College admissions may be under investigation by the government for being racist towards white applicants, if they -indeed- implement affirmative action.
Affirmative action is a policy that gives minority groups a leg up after suffering from discrimination in the past. the The New York Times got ahold of an internal announcement directed at the Civil Rights Division of the Department of Justice (DOJ) that called for lawyers to look into universities that seem to show favor to specific races.
The Times took this as an attack on universities that use affirmative action in their admissions policies. However, the DOJ said The New York Times report was inaccurate and the document was specific to an administrative complaint filed by a coalition of 64 Asian-American associations in May 2015.
“This Department of Justice has not received or issued any directive, memorandum, initiative, or policy related to university admissions in general,” Department of Justice Spokeswoman Sarah Flores said. “The Department of Justice is committed to protecting all Americans from all forms of illegal race-based discrimination.”
Even after this specification, President of the Center for Equal Opportunity Roger Clegg said he does not think the DOJ’s focus on one administrative complaint, ruled out the possibility of other universities going under investigation.
“I don’t interpret their statement on the limited scope of this memorandum as meaning that they are not going to bring other investigations,” Clegg said.
Georgia State Professor of Sociology James Ainsworth said he supports race-sensitive admissions policies, because students are likely to benefit from the exchange of ideas that would result from a diverse student body.
“Minorities are more likely to take on leadership positions in communities that are made up of their racial group,” Ainsworth said. “White Harvard graduates were not going into predominantly black inner city neighborhoods and providing leadership. We continue to live in a segregated society and I think we all benefit when we have a diverse set of ideas represented in college classrooms.”
Ainsworth said admissions should take into account that minority students have had to discrimination that may have hindered their academic record.
“When you have a high school student who is black and has a solid academic record, if they did not have to deal with the racial discrimination that they have likely faced throughout their lives than they may have had an even better academic record,” Ainsworth said.
The Supreme Court rulings have prohibited universities and colleges from setting quotas and point-systems based on race with regards to their admissions policies. In 2001, a case ruled that the University of Georgia (UGA) consideration of race was unconstitutional. Since then, institutions under the University System of Georgia (USG) have not used race as a factor in their admissions policies.
Georgia State has found alternative measures to promote diversity and close achievement gaps between racial categories within their student bodies. Vice President for Enrollment Management and Student Success Tim Renick said Georgia State’s admissions decisions are “blind with regard to race, gender, ethnicity and income level.”
“We treat all applications equally with regard to these factors,” Renick said. “We have a record sized freshman class, more than 3,800 students, entering this fall.
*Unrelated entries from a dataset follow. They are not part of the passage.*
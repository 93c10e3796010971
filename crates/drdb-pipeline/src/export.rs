//! CSV emission of a finished [`Dataset`].

use std::fs::{self, File};
use std::io::{BufWriter, Write};
use std::path::{Path, PathBuf};

use csv::{QuoteStyle, WriterBuilder};

use crate::error::PipelineError;
use crate::types::Dataset;

const UTF8_BOM: &[u8] = b"\xEF\xBB\xBF";

/// Output encoding options.
#[derive(Debug, Clone, Copy, PartialEq, Eq)]
pub struct CsvOptions {
    /// Prefix the file with a UTF-8 byte-order mark.
    pub bom: bool,
}

impl Default for CsvOptions {
    fn default() -> Self {
        Self { bom: true }
    }
}

/// Writes `dataset` to `path` as CSV, every field quoted.
///
/// Data is written to a sibling `.tmp` file first and renamed into place, so
/// `path` either holds a complete file or is left untouched.
///
/// # Errors
///
/// Returns [`PipelineError::EmptyResult`] for an empty dataset,
/// [`PipelineError::Output`] on I/O failure and [`PipelineError::Csv`] on
/// serialization failure.
pub fn write_csv(dataset: &Dataset, path: &Path, options: &CsvOptions) -> Result<(), PipelineError> {
    if dataset.is_empty() {
        return Err(PipelineError::EmptyResult { skipped: 0 });
    }

    let tmp_path = temp_path_for(path);
    let output_err = |source: std::io::Error| PipelineError::Output {
        path: path.display().to_string(),
        source,
    };

    let result = File::create(&tmp_path)
        .map_err(output_err)
        .and_then(|file| write_output(dataset, BufWriter::new(file), path, options))
        .and_then(|()| fs::rename(&tmp_path, path).map_err(output_err));

    if result.is_err() {
        let _ = fs::remove_file(&tmp_path);
    } else {
        tracing::info!(path = %path.display(), rows = dataset.len(), "wrote csv");
    }
    result
}

/// Writes `dataset` as CSV into `writer`, reporting I/O failures against
/// `path`.
fn write_output<W: Write>(
    dataset: &Dataset,
    mut writer: W,
    path: &Path,
    options: &CsvOptions,
) -> Result<(), PipelineError> {
    if options.bom {
        writer
            .write_all(UTF8_BOM)
            .map_err(|source| PipelineError::Output {
                path: path.display().to_string(),
                source,
            })?;
    }

    let mut csv_writer = WriterBuilder::new()
        .quote_style(QuoteStyle::Always)
        .from_writer(writer);

    csv_writer.write_record(dataset.columns())?;
    for record in &dataset.records {
        csv_writer.write_record(record.to_row())?;
    }
    csv_writer.flush().map_err(|source| PipelineError::Output {
        path: path.display().to_string(),
        source,
    })?;
    Ok(())
}

fn temp_path_for(path: &Path) -> PathBuf {
    let mut name = path
        .file_name()
        .map(std::ffi::OsStr::to_os_string)
        .unwrap_or_default();
    name.push(".tmp");
    path.with_file_name(name)
}
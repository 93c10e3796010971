use chrono::{Local, NaiveDateTime};

/// Timestamp format used for `fetched_at` / `fetch_time`.
pub const FETCH_TIME_FORMAT: &str = "%Y-%m-%dT%H:%M:%S";

/// One visited doctor page as handed over by the crawler.
///
/// The two blobs are the raw contents of the page's embedded script segments;
/// they are searched with tolerant patterns rather than parsed.
#[derive(Debug, Clone, Default, PartialEq)]
pub struct RawProfilePage {
    /// App-config segment carrying `DOCTOR_ID`, `FULLNAME` and the city `NAME`.
    pub primary_blob: String,
    /// Tag-manager segment carrying the alternate name, city, region,
    /// specialization, telemedicine flag and canonical URL.
    pub secondary_blob: String,
    pub price_observations: PriceObservations,
    /// Content of the page's `reviewCount` annotation, if any.
    pub review_count_raw: Option<String>,
    /// Every ISO-8601 review timestamp found on the page.
    pub review_dates_raw: Vec<String>,
    pub fetched_at: String,
}

impl RawProfilePage {
    /// Builds a page stamped with the current local time.
    #[must_use]
    pub fn new(primary_blob: impl Into<String>, secondary_blob: impl Into<String>) -> Self {
        Self {
            primary_blob: primary_blob.into(),
            secondary_blob: secondary_blob.into(),
            fetched_at: format_fetch_time(Local::now().naive_local()),
            ..Self::default()
        }
    }
}

/// Formats a timestamp the way `fetched_at` is recorded, e.g. `2024-03-01T14:05:09`.
#[must_use]
pub fn format_fetch_time(at: NaiveDateTime) -> String {
    at.format(FETCH_TIME_FORMAT).to_string()
}

/// Parallel price readings taken from a page's service list.
///
/// `numeric` holds amounts parsed from currency-formatted spans and is the
/// preferred source; `textual` keeps the raw span text as a fallback.
#[derive(Debug, Clone, Default, PartialEq, Eq)]
pub struct PriceObservations {
    pub numeric: Vec<i64>,
    pub textual: Vec<String>,
}

impl PriceObservations {
    #[must_use]
    pub fn is_empty(&self) -> bool {
        self.numeric.is_empty() && self.textual.is_empty()
    }
}
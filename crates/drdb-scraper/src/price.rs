//! Consensus price resolution.
//!
//! A profile lists one price per service, so the same amount usually repeats
//! and the most frequent value is taken as the consultation price. Amounts
//! parsed from currency-formatted spans are preferred over raw span text.

use std::collections::HashMap;
use std::hash::Hash;
use std::sync::LazyLock;

use drdb_core::PriceObservations;
use regex::Regex;

static CURRENCY_AMOUNT_RE: LazyLock<Regex> =
    LazyLock::new(|| Regex::new(r"\$\s*(.*)").expect("valid regex"));

/// Resolves a single price from parallel observation lists.
///
/// 1. Mode of `numeric`, formatted as an integer, when non-empty.
/// 2. Otherwise the mode of `textual`.
/// 3. Otherwise `""`.
///
/// When several values tie for the highest count the one seen first wins.
#[must_use]
pub fn resolve_price(numeric: &[i64], textual: &[String]) -> String {
    if let Some(value) = mode(numeric) {
        return value.to_string();
    }
    mode(textual).cloned().unwrap_or_default()
}

/// Parses the amount out of a currency-formatted span such as `"R$\u{a0}1.500"`.
///
/// `.` is treated as a thousands separator. A `,` decimal part is accepted
/// only when it is all zeros (`"150,00"`); anything else yields `None`.
#[must_use]
pub fn parse_price_span(text: &str) -> Option<i64> {
    let amount = CURRENCY_AMOUNT_RE.captures(text)?.get(1)?.as_str().trim();
    let (whole, cents) = amount.split_once(',').unwrap_or((amount, ""));
    if !cents.chars().all(|c| c == '0') {
        return None;
    }
    let digits: String = whole.chars().filter(|&c| c != '.').collect();
    if digits.is_empty() || !digits.chars().all(|c| c.is_ascii_digit()) {
        return None;
    }
    digits.parse().ok()
}

/// Builds observations from raw price spans: every span contributes its text,
/// and spans that carry a parseable amount contribute a numeric reading.
#[must_use]
pub fn observations_from_spans(spans: &[String]) -> PriceObservations {
    PriceObservations {
        numeric: spans.iter().filter_map(|s| parse_price_span(s)).collect(),
        textual: spans.iter().map(|s| s.trim().to_string()).collect(),
    }
}

/// Most frequent element of `items`; ties go to the earliest occurrence.
fn mode<T: Eq + Hash>(items: &[T]) -> Option<&T> {
    let mut counts: HashMap<&T, usize> = HashMap::new();
    for item in items {
        *counts.entry(item).or_insert(0) += 1;
    }
    let best = counts.values().copied().max()?;
    items.iter().find(|item| counts.get(item) == Some(&best))
}

#[cfg(test)]
mod tests {
    use super::*;

    fn strings(values: &[&str]) -> Vec<String> {
        values.iter().map(|s| (*s).to_string()).collect()
    }

    #[test]
    fn numeric_mode_wins() {
        assert_eq!(resolve_price(&[150, 150, 200], &[]), "150");
    }

    #[test]
    fn numeric_takes_precedence_over_textual() {
        let textual = strings(&["R$ 300", "R$ 300"]);
        assert_eq!(resolve_price(&[200], &textual), "200");
    }

    #[test]
    fn falls_back_to_textual_mode() {
        let textual = strings(&["R$150", "R$150", "R$200"]);
        assert_eq!(resolve_price(&[], &textual), "R$150");
    }

    #[test]
    fn empty_observations_resolve_to_empty_string() {
        assert_eq!(resolve_price(&[], &[]), "");
    }

    #[test]
    fn ties_resolve_to_first_seen() {
        assert_eq!(resolve_price(&[200, 150, 150, 200], &[]), "200");
        assert_eq!(resolve_price(&[90, 120], &[]), "90");
        let textual = strings(&["a consultar", "R$ 100"]);
        assert_eq!(resolve_price(&[], &textual), "a consultar");
    }

    #[test]
    fn parse_price_span_handles_nbsp_and_thousands() {
        assert_eq!(parse_price_span("R$\u{a0}150"), Some(150));
        assert_eq!(parse_price_span("R$\u{a0}1.500"), Some(1500));
        assert_eq!(parse_price_span(" R$ 250 "), Some(250));
        assert_eq!(parse_price_span("R$\u{a0}150,00"), Some(150));
    }

    #[test]
    fn parse_price_span_rejects_non_amounts() {
        assert_eq!(parse_price_span("Consultar valor"), None);
        assert_eq!(parse_price_span("R$\u{a0}150,50"), None);
        assert_eq!(parse_price_span("R$ a partir de 100"), None);
        assert_eq!(parse_price_span("R$"), None);
    }

    #[test]
    fn observations_from_spans_keeps_text_for_unparseable_spans() {
        let spans = strings(&["R$\u{a0}150", "Consultar valor ", "R$\u{a0}150"]);
        let obs = observations_from_spans(&spans);
        assert_eq!(obs.numeric, vec![150, 150]);
        assert_eq!(obs.textual, strings(&["R$\u{a0}150", "Consultar valor", "R$\u{a0}150"]));
    }
}
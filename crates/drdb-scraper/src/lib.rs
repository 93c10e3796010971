//! Extraction and normalization of crawled doctor profile pages.
//!
//! Every function here is total: missing or garbled input degrades to the
//! field's zero value instead of an error, so one bad field never discards
//! an otherwise usable record.

pub mod assemble;
pub mod extract;
pub mod fields;
pub mod price;
pub mod text;
pub mod title;

pub use assemble::{assemble, convert_doctor_id, convert_reviews, convert_telemedicine};
pub use extract::extract_fields;
pub use fields::RawFieldMap;
pub use price::{observations_from_spans, parse_price_span, resolve_price};
pub use text::{clean_text, clean_value};
pub use title::normalize_name;
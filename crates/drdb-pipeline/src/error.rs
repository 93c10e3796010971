use thiserror::Error;

/// Fatal pipeline failures. Per-unit problems are not errors; they are
/// reported as [`crate::UnitDiagnostic`]s and the unit is skipped.
#[derive(Debug, Error)]
pub enum PipelineError {
    #[error("input '{path}' could not be opened: {source}")]
    SourceUnavailable {
        path: String,
        #[source]
        source: std::io::Error,
    },

    #[error("input became unreadable at line {position}: {source}")]
    Read {
        position: usize,
        #[source]
        source: std::io::Error,
    },

    #[error("no records were processed ({skipped} units skipped)")]
    EmptyResult { skipped: usize },

    #[error("failed to write output '{path}': {source}")]
    Output {
        path: String,
        #[source]
        source: std::io::Error,
    },

    #[error("CSV error: {0}")]
    Csv(#[from] csv::Error),
}
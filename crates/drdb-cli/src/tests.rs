use super::*;

#[test]
fn parses_run_with_defaults() {
    let cli = Cli::try_parse_from(["drdb-cli", "run"]).expect("expected valid cli args");

    assert!(matches!(
        cli.command,
        Commands::Run {
            input: None,
            output: None,
            no_bom: false,
            top: None,
        }
    ));
}

#[test]
fn parses_run_with_input_only() {
    let cli = Cli::try_parse_from(["drdb-cli", "run", "crawl.jl"]).unwrap();
    assert!(matches!(
        cli.command,
        Commands::Run {
            input: Some(ref p),
            output: None,
            ..
        } if p == &PathBuf::from("crawl.jl")
    ));
}

#[test]
fn parses_run_with_input_and_output() {
    let cli = Cli::try_parse_from(["drdb-cli", "run", "crawl.jl", "doctors.csv"]).unwrap();
    assert!(matches!(
        cli.command,
        Commands::Run {
            input: Some(_),
            output: Some(ref p),
            ..
        } if p == &PathBuf::from("doctors.csv")
    ));
}

#[test]
fn parses_run_flags() {
    let cli = Cli::try_parse_from(["drdb-cli", "run", "--no-bom", "--top", "10"]).unwrap();
    assert!(matches!(
        cli.command,
        Commands::Run {
            no_bom: true,
            top: Some(10),
            ..
        }
    ));
}

#[test]
fn rejects_non_numeric_top() {
    assert!(Cli::try_parse_from(["drdb-cli", "run", "--top", "many"]).is_err());
}

#[test]
fn rejects_extra_positional_args() {
    assert!(Cli::try_parse_from(["drdb-cli", "run", "a.jl", "b.csv", "c"]).is_err());
}

#[test]
fn subcommand_is_required() {
    assert!(Cli::try_parse_from(["drdb-cli"]).is_err());
}
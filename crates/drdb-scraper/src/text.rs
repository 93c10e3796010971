//! Whitespace normalization for free-text fields.

use serde_json::Value;

/// Trims `input` and collapses every run of whitespace (newlines, tabs and
/// non-breaking spaces included) to a single ASCII space.
///
/// Idempotent: `clean_text(&clean_text(s)) == clean_text(s)`.
#[must_use]
pub fn clean_text(input: &str) -> String {
    input.split_whitespace().collect::<Vec<_>>().join(" ")
}

/// [`clean_text`] over an arbitrary JSON scalar.
///
/// Absent values and `null` become `""`; numbers and booleans are stringified
/// first. Arrays and objects are rendered as compact JSON.
#[must_use]
pub fn clean_value(value: Option<&Value>) -> String {
    match value {
        None | Some(Value::Null) => String::new(),
        Some(Value::String(s)) => clean_text(s),
        Some(other) => clean_text(&other.to_string()),
    }
}

#[cfg(test)]
mod tests {
    use serde_json::json;

    use super::*;

    #[test]
    fn collapses_inner_runs_and_trims() {
        assert_eq!(clean_text(" a   b \n"), "a b");
    }

    #[test]
    fn collapses_tabs_newlines_and_nbsp() {
        assert_eq!(clean_text("Dra.\u{a0}\u{a0}Ana\t\tSouza\r\n"), "Dra. Ana Souza");
    }

    #[test]
    fn whitespace_only_becomes_empty() {
        assert_eq!(clean_text(" \n\t "), "");
    }

    #[test]
    fn preserves_unicode_text() {
        assert_eq!(clean_text("  São   João  "), "São João");
    }

    #[test]
    fn is_idempotent() {
        for sample in [
            "",
            " ",
            "already clean",
            "  lots   of\n\nspace ",
            "\u{a0}nbsp\u{a0}",
            "Profª.  Lúcia",
        ] {
            let once = clean_text(sample);
            assert_eq!(clean_text(&once), once, "not idempotent for {sample:?}");
        }
    }

    #[test]
    fn clean_value_absent_and_null_are_empty() {
        assert_eq!(clean_value(None), "");
        assert_eq!(clean_value(Some(&Value::Null)), "");
    }

    #[test]
    fn clean_value_stringifies_scalars() {
        assert_eq!(clean_value(Some(&json!(150))), "150");
        assert_eq!(clean_value(Some(&json!(3.5))), "3.5");
        assert_eq!(clean_value(Some(&json!(true))), "true");
        assert_eq!(clean_value(Some(&json!("  Rio  de Janeiro "))), "Rio de Janeiro");
    }
}
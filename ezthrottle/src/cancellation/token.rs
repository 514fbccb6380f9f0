//! Cancellation token shared between a caller and a running workflow.

use parking_lot::RwLock;
use std::sync::atomic::{AtomicBool, Ordering};
use std::sync::Arc;
use tracing::debug;

#[derive(Default)]
struct Inner {
    cancelled: AtomicBool,
    reason: RwLock<Option<String>>,
}

/// A cloneable handle for cooperative cancellation.
///
/// All clones observe the same state. Cancelling is idempotent and only the
/// first reason is kept. The engine checks the token before each step, so a
/// cancelled run never starts another call; a call already in flight is
/// allowed to settle.
#[derive(Clone, Default)]
pub struct CancellationToken {
    inner: Arc<Inner>,
}

impl CancellationToken {
    /// Creates a token that is not cancelled.
    #[must_use]
    pub fn new() -> Self {
        Self::default()
    }

    /// Requests cancellation. Later calls are ignored.
    pub fn cancel(&self, reason: impl Into<String>) {
        if self
            .inner
            .cancelled
            .compare_exchange(false, true, Ordering::SeqCst, Ordering::SeqCst)
            .is_err()
        {
            return;
        }

        let reason = reason.into();
        debug!(reason = %reason, "Cancellation requested");
        *self.inner.reason.write() = Some(reason);
    }

    /// Returns whether cancellation has been requested.
    #[must_use]
    pub fn is_cancelled(&self) -> bool {
        self.inner.cancelled.load(Ordering::SeqCst)
    }

    /// Returns the cancellation reason, if any.
    #[must_use]
    pub fn reason(&self) -> Option<String> {
        self.inner.reason.read().clone()
    }
}

impl std::fmt::Debug for CancellationToken {
    fn fmt(&self, f: &mut std::fmt::Formatter<'_>) -> std::fmt::Result {
        f.debug_struct("CancellationToken")
            .field("cancelled", &self.is_cancelled())
            .field("reason", &self.reason())
            .finish()
    }
}
//! Cooperative cancellation of workflow runs.

mod token;

pub use token::CancellationToken;
//! Workflow lifecycle events.
//!
//! The engine reports each step transition to an [`EventSink`]. Sinks are
//! passed explicitly to the engine; there is no process-wide sink.

mod sink;

pub use sink::{CollectingEventSink, EventSink, LoggingEventSink, NoOpEventSink};

/// A step is about to run.
pub const STEP_STARTED: &str = "step.started";
/// A FRUGAL step's local outcome triggered forwarding to the backend.
pub const STEP_FORWARDED: &str = "step.forwarded";
/// A step produced a successful verdict.
pub const STEP_COMPLETED: &str = "step.completed";
/// A step produced a failing verdict.
pub const STEP_FAILED: &str = "step.failed";
/// The engine followed an edge to another step.
pub const WORKFLOW_EDGE: &str = "workflow.edge";
/// A traversal reached a step with no applicable edge.
pub const WORKFLOW_COMPLETED: &str = "workflow.completed";
/// A traversal was stopped by its cancellation token.
pub const WORKFLOW_CANCELLED: &str = "workflow.cancelled";
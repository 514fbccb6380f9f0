//! Inbound webhook handling.
//!
//! Deliveries are authenticated with [`try_verify_with_secrets`] (or a
//! [`WebhookVerifier`] bound to an account's [`WebhookSecretSet`]) before
//! their body is trusted. Verified deliveries can then be routed to the
//! handlers waiting on their job through a [`ContinuationRegistry`].

mod continuations;
mod payload;
mod secrets;
mod signature;

pub use continuations::{ContinuationHandler, ContinuationRegistry, DispatchOutcome};
pub use payload::{JobStatus, WebhookPayload, WebhookResponse, WebhookVerifier};
pub use secrets::{mask_secret, MaskedSecretSet, WebhookSecretSet, MIN_SECRET_LEN};
pub use signature::{
    compute_signature, sign_payload, try_verify_with_secrets, try_verify_with_secrets_at,
    verify_webhook_signature, verify_webhook_signature_at, verify_webhook_signature_strict,
    VerificationReason, VerificationResult, DEFAULT_TOLERANCE_SECS, SIGNATURE_HEADER,
};
//! HTTP client for the backend and its admission proxy.
//!
//! Every backend call goes through the proxy: the client posts an envelope to
//! `{tracktags_url}/api/v1/proxy` naming the backend route, and the proxy
//! either refuses it (rate limit, plan limit) or forwards it and returns the
//! backend's response inside `forwarded_response`.

use crate::config::ClientConfig;
use crate::engine::{
    Engine, JobRequest, JobSubmission, LocalResponse, SubmitError, Transport, TransportError,
};
use crate::errors::{EzThrottleError, RemoteRejection};
use crate::step::Target;
use crate::webhook::{MaskedSecretSet, WebhookSecretSet};
use async_trait::async_trait;
use serde::{Deserialize, Serialize};
use std::collections::BTreeMap;
use std::sync::Arc;
use std::time::Duration;

/// Status used when the proxy answers 200 but does not admit the request.
pub const STATUS_DENIED: u16 = 403;

#[derive(Debug, Serialize)]
struct ProxyRequest<'a> {
    scope: &'a str,
    metric_name: &'a str,
    target_url: String,
    method: &'a str,
    headers: BTreeMap<&'a str, &'a str>,
    #[serde(skip_serializing_if = "Option::is_none")]
    body: Option<String>,
}

#[derive(Debug, Deserialize)]
struct ProxyResponse {
    #[serde(default)]
    status: String,
    #[serde(default)]
    error: Option<String>,
    #[serde(default)]
    forwarded_response: Option<ForwardedResponse>,
}

#[derive(Debug, Default, Deserialize)]
struct ForwardedResponse {
    #[serde(default)]
    status_code: u16,
    #[serde(default)]
    body: String,
}

impl ForwardedResponse {
    fn is_success(&self) -> bool {
        (200..300).contains(&self.status_code)
    }
}

/// Client for job submission, local calls and webhook secret management.
///
/// Cloning is cheap; clones share the connection pool.
#[derive(Debug, Clone)]
pub struct EzThrottleClient {
    config: Arc<ClientConfig>,
    http: reqwest::Client,
}

impl EzThrottleClient {
    /// Creates a client from a validated configuration.
    ///
    /// # Errors
    ///
    /// Returns [`EzThrottleError::Config`] for an invalid configuration and
    /// [`EzThrottleError::Transport`] if the HTTP client cannot be built.
    pub fn new(config: ClientConfig) -> Result<Self, EzThrottleError> {
        config.validate()?;
        let http = reqwest::Client::builder()
            .timeout(config.request_timeout())
            .build()?;
        Ok(Self {
            config: Arc::new(config),
            http,
        })
    }

    /// Creates a client from the process environment.
    ///
    /// # Errors
    ///
    /// See [`ClientConfig::from_env`] and [`Self::new`].
    pub fn from_env() -> Result<Self, EzThrottleError> {
        Self::new(ClientConfig::from_env()?)
    }

    /// Returns the configuration.
    #[must_use]
    pub fn config(&self) -> &ClientConfig {
        &self.config
    }

    /// Returns an engine that uses this client as its transport.
    #[must_use]
    pub fn engine(&self) -> Engine {
        Engine::new(Arc::new(self.clone())).with_customer_id(self.config.customer_id.clone())
    }

    async fn proxy(
        &self,
        target_url: String,
        method: &str,
        body: Option<String>,
    ) -> Result<ForwardedResponse, SubmitError> {
        let envelope = ProxyRequest {
            scope: "customer",
            metric_name: "",
            target_url,
            method,
            headers: BTreeMap::from([("Content-Type", "application/json")]),
            body,
        };

        tracing::debug!(target_url = %envelope.target_url, method, "Sending proxy request");

        let timeout = self.config.request_timeout();
        let response = self
            .http
            .post(self.config.proxy_url())
            .bearer_auth(&self.config.api_key)
            .json(&envelope)
            .send()
            .await
            .map_err(|e| SubmitError::Transport(map_reqwest_error(&e, timeout)))?;

        let status = response.status().as_u16();

        if status == 429 {
            let retry_at = response
                .headers()
                .get(reqwest::header::RETRY_AFTER)
                .and_then(|v| v.to_str().ok())
                .and_then(|v| v.trim().parse::<i64>().ok())
                .map(|secs| chrono::Utc::now().timestamp_millis() + secs * 1000);
            let text = response.text().await.unwrap_or_default();
            let error = serde_json::from_str::<serde_json::Value>(&text)
                .ok()
                .and_then(|v| v.get("error").and_then(|e| e.as_str()).map(str::to_string))
                .unwrap_or_else(|| "Unknown error".to_string());

            tracing::warn!(retry_at, error = %error, "Rate limited by proxy");
            let mut rejection = RemoteRejection::new(429, format!("Rate limited: {error}"));
            if let Some(retry_at) = retry_at {
                rejection = rejection.with_retry_at(retry_at);
            }
            return Err(rejection.into());
        }

        let text = response
            .text()
            .await
            .map_err(|e| SubmitError::Transport(map_reqwest_error(&e, timeout)))?;

        if status != 200 {
            return Err(RemoteRejection::new(status, format!("Proxy request failed: {text}")).into());
        }

        let proxied: ProxyResponse = serde_json::from_str(&text).map_err(|e| {
            SubmitError::Transport(TransportError::Connection(format!(
                "malformed proxy response: {e}"
            )))
        })?;

        if proxied.status != "allowed" {
            let error = proxied.error.unwrap_or_else(|| "Unknown error".to_string());
            return Err(RemoteRejection::new(STATUS_DENIED, format!("Request denied: {error}")).into());
        }

        Ok(proxied.forwarded_response.unwrap_or_default())
    }

    /// Stores a new secret pair for the account.
    ///
    /// # Errors
    ///
    /// Returns [`EzThrottleError::RemoteRejection`] if the backend refuses
    /// the call, or [`EzThrottleError::Transport`] if it cannot be reached.
    pub async fn create_webhook_secret(
        &self,
        secrets: &WebhookSecretSet,
    ) -> Result<(), EzThrottleError> {
        let body = serde_json::to_string(secrets)?;
        self.secret_call(self.config.webhook_secrets_url(), "POST", Some(body))
            .await
            .map(|_| ())
    }

    /// Fetches the account's secrets with all but the last characters masked.
    ///
    /// # Errors
    ///
    /// As [`Self::create_webhook_secret`], plus
    /// [`EzThrottleError::Serialization`] for an unexpected response body.
    pub async fn get_webhook_secret(&self) -> Result<MaskedSecretSet, EzThrottleError> {
        let body = self
            .secret_call(self.config.webhook_secrets_url(), "GET", None)
            .await?;
        Ok(serde_json::from_str(&body)?)
    }

    /// Promotes a new primary secret; the current primary becomes secondary.
    ///
    /// # Errors
    ///
    /// Returns [`EzThrottleError::InvalidSecret`] for a short secret, and
    /// otherwise as [`Self::create_webhook_secret`].
    pub async fn rotate_webhook_secret(&self, new_secret: &str) -> Result<(), EzThrottleError> {
        WebhookSecretSet::new(new_secret)?;
        let body = serde_json::json!({ "new_secret": new_secret }).to_string();
        let url = format!("{}/rotate", self.config.webhook_secrets_url());
        self.secret_call(url, "POST", Some(body)).await.map(|_| ())
    }

    /// Deletes the account's secrets.
    ///
    /// # Errors
    ///
    /// As [`Self::create_webhook_secret`].
    pub async fn delete_webhook_secret(&self) -> Result<(), EzThrottleError> {
        self.secret_call(self.config.webhook_secrets_url(), "DELETE", None)
            .await
            .map(|_| ())
    }

    async fn secret_call(
        &self,
        url: String,
        method: &str,
        body: Option<String>,
    ) -> Result<String, EzThrottleError> {
        let forwarded = self
            .proxy(url, method, body)
            .await
            .map_err(|e| EzThrottleError::RemoteRejection(e.into_rejection()))?;

        if !forwarded.is_success() {
            return Err(RemoteRejection::new(
                forwarded.status_code,
                format!("Webhook secret call failed: {}", forwarded.body),
            )
            .into());
        }
        Ok(forwarded.body)
    }
}

fn map_reqwest_error(err: &reqwest::Error, timeout: Duration) -> TransportError {
    if err.is_timeout() {
        TransportError::Timeout(timeout)
    } else {
        TransportError::Connection(err.to_string())
    }
}

#[async_trait]
impl Transport for EzThrottleClient {
    async fn send(
        &self,
        target: &Target,
        timeout: Duration,
    ) -> Result<LocalResponse, TransportError> {
        let method = reqwest::Method::from_bytes(target.method.as_bytes())
            .map_err(|e| TransportError::Connection(format!("invalid method: {e}")))?;

        // The step's own deadline replaces the client-wide one.
        let mut request = self.http.request(method, &target.url).timeout(timeout);
        for (key, value) in &target.headers {
            request = request.header(key, value);
        }
        if let Some(body) = &target.body {
            request = request.body(body.clone());
        }

        let response = request
            .send()
            .await
            .map_err(|e| map_reqwest_error(&e, timeout))?;

        let status = response.status().as_u16();
        let headers = response
            .headers()
            .iter()
            .filter_map(|(k, v)| v.to_str().ok().map(|v| (k.to_string(), v.to_string())))
            .collect();
        let body = response
            .text()
            .await
            .map_err(|e| map_reqwest_error(&e, timeout))?;

        tracing::debug!(url = %target.url, status, "Local call finished");
        Ok(LocalResponse {
            status,
            headers,
            body,
        })
    }

    async fn submit_job(&self, job: &JobRequest) -> Result<JobSubmission, SubmitError> {
        let body = serde_json::to_string(job).map_err(|e| {
            SubmitError::Transport(TransportError::Connection(format!("cannot encode job: {e}")))
        })?;

        let forwarded = self.proxy(self.config.jobs_url(), "POST", Some(body)).await?;

        if forwarded.status_code != 201 {
            return Err(RemoteRejection::new(
                forwarded.status_code,
                format!("EZThrottle job creation failed: {}", forwarded.body),
            )
            .into());
        }

        serde_json::from_str(&forwarded.body).map_err(|e| {
            SubmitError::Transport(TransportError::Connection(format!(
                "malformed job response: {e}"
            )))
        })
    }
}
They also represent our most diverse class ever.”
Renick said Georgia State’s rates of graduation are up 33 points for Hispanics, 31 points for African Americans, and 41 points for African-American males. Renick has attributed this success to adjusting the school’s teaching methods, tracking 800 academic risk factors for each and every one of its students and providing greater financial assistance to students.
Clegg said he didn’t support the Supreme Court’s decision because for him, race shouldn’t be considered in any case regarding college admissions.
“Anytime that you see race being used in a mechanical or heavy handed way there are likely to be problems with its legality,” Clegg said. “The studies that the Center of Equal Opportunity have done over the years indicate that lots of schools, when they consider race, give it enormous weight; it’s a huge factor in determining who gets in and who doesn’t get in.”